Puis-je, en temps que théologienne déjà bachelorisée et bientôt (si Dieu le veut) masterisée, vous affirmer ceci sans sourcilier : « L’Evangile est un jeu » ? Absolument, et c’est très sérieux – si l’on entend par là que la chose est non pas austère et exempte de toute fantaisie, mais plutôt pleine d’une importance vitale, d’une vérité plus profonde qu’il n’y parait.
En témoignent les formes de plus en plus variées, participatives, ludiques, de cultes qui cherchent à redynamiser la transmission de l’Evangile, l’opposition qui existe entre la foi – affaire sérieuse s’il en est – et le jeu – symbole d’une supposée frivolité diabolique – a tendance à s’effacer, et c’est tant mieux ! Car autant la foi peut permettre d’aborder les univers ludiques avec un regard critique, et par là amoindrir la portée potentiellement aliénante du jeu, autant le jeu peut permettre de redonner à la foi, et plus particulièrement à l’Evangile, une légèreté et une actualité qui font parfois défaut à la manière protestante de dire la chose.
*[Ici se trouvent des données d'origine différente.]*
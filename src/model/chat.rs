use chrono::{DateTime, Local};

#[derive(Clone, Copy, Debug, PartialEq, Eq)]
pub enum Role {
    User,
    Assistant,
    System,
}

impl Role {
    pub fn label(&self) -> &'static str {
        match self {
            Self::User => "You",
            Self::Assistant => "Assistant",
            Self::System => "Notice",
        }
    }
}

#[derive(Clone, Debug)]
pub struct ChatMessage {
    pub role: Role,
    pub content: String,
    pub timestamp: DateTime<Local>,
    /// Number of retrieved passages the answer was built from
    pub sources_count: Option<usize>,
}

impl ChatMessage {
    fn now(role: Role, content: String) -> Self {
        Self {
            role,
            content,
            timestamp: Local::now(),
            sources_count: None,
        }
    }

    pub fn user(content: impl Into<String>) -> Self {
        Self::now(Role::User, content.into())
    }

    pub fn assistant(content: impl Into<String>, sources_count: usize) -> Self {
        Self {
            sources_count: Some(sources_count),
            ..Self::now(Role::Assistant, content.into())
        }
    }

    pub fn system(content: impl Into<String>) -> Self {
        Self::now(Role::System, content.into())
    }

    pub fn time_label(&self) -> String {
        self.timestamp.format("%H:%M").to_string()
    }
}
Je maintiens ma position, et vous propose de définir rapidement les deux éléments de cette affirmation : Qu’est-ce que l’Evangile ? Qu’est-ce que le jeu ? Ainsi, nous pourrons enfin plonger au coeur de ce que je souhaite vous dire par là. Point de définition scientifique trop poussée d’un côté comme de l’autre, rassurez-vous, juste l’essentiel, histoire que nous puissions avancer côte à côte.
L’Evangile, c’est la bonne nouvelle – littéralement – d’un Dieu qui aime tellement sa Création qu’Il s’incarne dans l’Histoire humaine pour être au plus proche de cette Humanité qui joue parfois à cache-cache avec Lui. Jésus sur terre, c’est Dieu qui dit : « viens, on s’aime ». Et si ce résumé n’est pas dénué d’un brin de frivolité, il n’en est pas moins sérieux.
Et le jeu alors ? La définition en est probablement encore moins évidente que celle ci-dessus. Tentons néanmoins ceci : le jeu est constitué d’un ensemble de règles circonscrivant les actions possibles des personnes qui s’y engagent dans le but principal d’en retirer du plaisir, sans recherche de productivité.
Si vous me suivez bien, vous pouvez en déduire que la définition que je fais du jeu vaut aussi pour l’Evangile. Comparez plutôt :
Insistons sur la spécificité de cet espace qui nous permet de comprendre pourquoi le jeu est, originellement, producteur d’un sens bien particulier et symptôme d’une relation au monde singulière. Le jeu ne produit pas le même type de signification que le travail, qui produit un sens ancré dans la réalité matérielle du monde. Il est tout autre. Il est dans le monde sans y être. Il est signification du monde sans pour autant y faire exclusivement référence. Le jeu est bien trajectivité entre les profondeurs de notre esprit, notre imaginaire, et un monde qui est là, mais qu’il s’agit de fonder, ou auquel il est question de donner un sens, c’est-à-dire une communauté. Le jeu, tel qu’il vient d’être caractérisé, semble donc évoluer dans un monde proche de ce monde imaginal. Le monde des comportements ludiques serait un monde où le monde a lieu, où notre monde a lieu.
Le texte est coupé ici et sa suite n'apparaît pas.